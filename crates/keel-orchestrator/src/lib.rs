//! # keel-orchestrator
//!
//! Loads, serves and evicts neural-network models under a hard memory budget.
//!
//! A model's on-disk format picks its backend family:
//!
//! | Format        | Backend                                  |
//! |---------------|------------------------------------------|
//! | ONNX          | graph-execution session, first working accelerator |
//! | GGUF / GGML   | quantized transformer context over shared weights  |
//!
//! Native runtimes plug in through the [`backend::GraphEngine`] and
//! [`backend::TransformerEngine`] traits. Without them the orchestrator still
//! detects formats, accounts memory, lists and stores models; loads fail with
//! `ModelLoadFailure`.
//!
//! ## Quick Start
//!
//! ```rust,no_run
//! use keel_orchestrator::{EngineSet, ModelOrchestrator, ModelRequest, OrchestratorConfig};
//!
//! #[tokio::main]
//! async fn main() -> Result<(), Box<dyn std::error::Error>> {
//!     let orchestrator = ModelOrchestrator::new(OrchestratorConfig::default(), EngineSet::default())?;
//!     let mut events = orchestrator.subscribe();
//!
//!     let request = ModelRequest::new("llama-7b", "/models/llama-7b.Q4_K_M.gguf")
//!         .with_size("7b")
//!         .with_quantization("q4_k_m");
//!     let handle = orchestrator.load_model(request).await?;
//!     println!("{} on {}", handle.id, handle.provider);
//!
//!     let result = orchestrator.infer("llama-7b", "Hello").await?;
//!     println!("{:?} ({:.1} tok/s)", result.output.as_text(), result.tokens_per_second);
//!
//!     while let Ok(event) = events.try_recv() {
//!         println!("{}", event.name());
//!     }
//!     Ok(())
//! }
//! ```

pub mod backend;
pub mod catalog;
pub mod config;
pub mod dispatch;
pub mod error;
pub mod events;
pub mod eviction;
pub mod format;
pub mod hardware;
pub mod orchestrator;
pub mod progress;
pub mod registry;
pub mod resources;
pub mod storage;
pub mod types;

pub use backend::{BackendKind, EngineSet, InferenceBackend};
pub use catalog::{DirectoryCatalog, ModelCatalog, StaticCatalog};
pub use config::{CatalogTemplate, ConfigError, GIB, OrchestratorConfig};
pub use error::{EngineError, ErrorKind, OrchestratorError, OrchestratorResult};
pub use events::{EventBus, LifecycleEvent, Operation, ThresholdReport, UnloadReason};
pub use format::{FormatDetector, ModelFormat};
pub use hardware::{Accelerator, HardwareInfo};
pub use orchestrator::{ModelOrchestrator, ModelOrchestratorBuilder};
pub use progress::{Progress, ProgressReporter};
pub use resources::{ResourceAccountant, ResourceBudget};
pub use storage::{DownloadSource, FsModelStore, ModelStorage};
pub use types::{
    InferenceInput, InferenceOutput, InferenceResult, ModelConfiguration, ModelHandle,
    ModelParameters, ModelRequest, ModelState, ModelType, Priority,
};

§ §

Everything in the material above needs to be transcribed exactly.

EXERCISE RESPONSE:
filename crates/keel-orchestrator/src/lib.rs
//! # keel-orchestrator
//!
//! Loads, serves and evicts neural-network models under a hard memory budget.
//!
//! A model's on-disk format picks its backend family:
//!
//! | Format        | Backend                                  |
//! |---------------|------------------------------------------|
//! | ONNX          | graph-execution session, first working accelerator |
//! | GGUF / GGML   | quantized transformer context over shared weights  |
//!
//! Native runtimes plug in through the [`backend::GraphEngine`] and
//! [`backend::TransformerEngine`] traits. Without them the orchestrator still
//! detects formats, accounts memory, lists and stores models; loads fail with
//! `ModelLoadFailure`.
//!
//! ## Quick Start
//!
//! ```rust,no_run
//! use keel_orchestrator::{EngineSet, ModelOrchestrator, ModelRequest, OrchestratorConfig};
//!
//! #[tokio::main]
//! async fn main() -> Result<(), Box<dyn std::error::Error>> {
//!     let orchestrator = ModelOrchestrator::new(OrchestratorConfig::default(), EngineSet::default())?;
//!     let mut events = orchestrator.subscribe();
//!
//!     let request = ModelRequest::new("llama-7b", "/models/llama-7b.Q4_K_M.gguf")
//!         .with_size("7b")
//!         .with_quantization("q4_k_m");
//!     let handle = orchestrator.load_model(request).await?;
//!     println!("{} on {}", handle.id, handle.provider);
//!
//!     let result = orchestrator.infer("llama-7b", "Hello").await?;
//!     println!("{:?} ({:.1} tok/s)", result.output.as_text(), result.tokens_per_second);
//!
//!     while let Ok(event) = events.try_recv() {
//!         println!("{}", event.name());
//!     }
//!     Ok(())
//! }
//! ```

pub mod backend;
pub mod catalog;
pub mod config;
pub mod dispatch;
pub mod error;
pub mod events;
pub mod eviction;
pub mod format;
pub mod hardware;
pub mod orchestrator;
pub mod progress;
pub mod registry;
pub mod resources;
pub mod storage;
pub mod types;

pub use backend::{BackendKind, EngineSet, InferenceBackend};
pub use catalog::{DirectoryCatalog, ModelCatalog, StaticCatalog};
pub use config::{CatalogTemplate, ConfigError, GIB, OrchestratorConfig};
pub use error::{EngineError, ErrorKind, OrchestratorError, OrchestratorResult};
pub use events::{EventBus, LifecycleEvent, Operation, ThresholdReport, UnloadReason};
pub use format::{FormatDetector, ModelFormat};
pub use hardware::{Accelerator, HardwareInfo};
pub use orchestrator::{ModelOrchestrator, ModelOrchestratorBuilder};
pub use progress::{Progress, ProgressReporter};
pub use resources::{ResourceAccountant, ResourceBudget};
pub use storage::{DownloadSource, FsModelStore, ModelStorage};
pub use types::{
    InferenceInput, InferenceOutput, InferenceResult, ModelConfiguration, ModelHandle,
    ModelParameters, ModelRequest, ModelState, ModelType, Priority,
};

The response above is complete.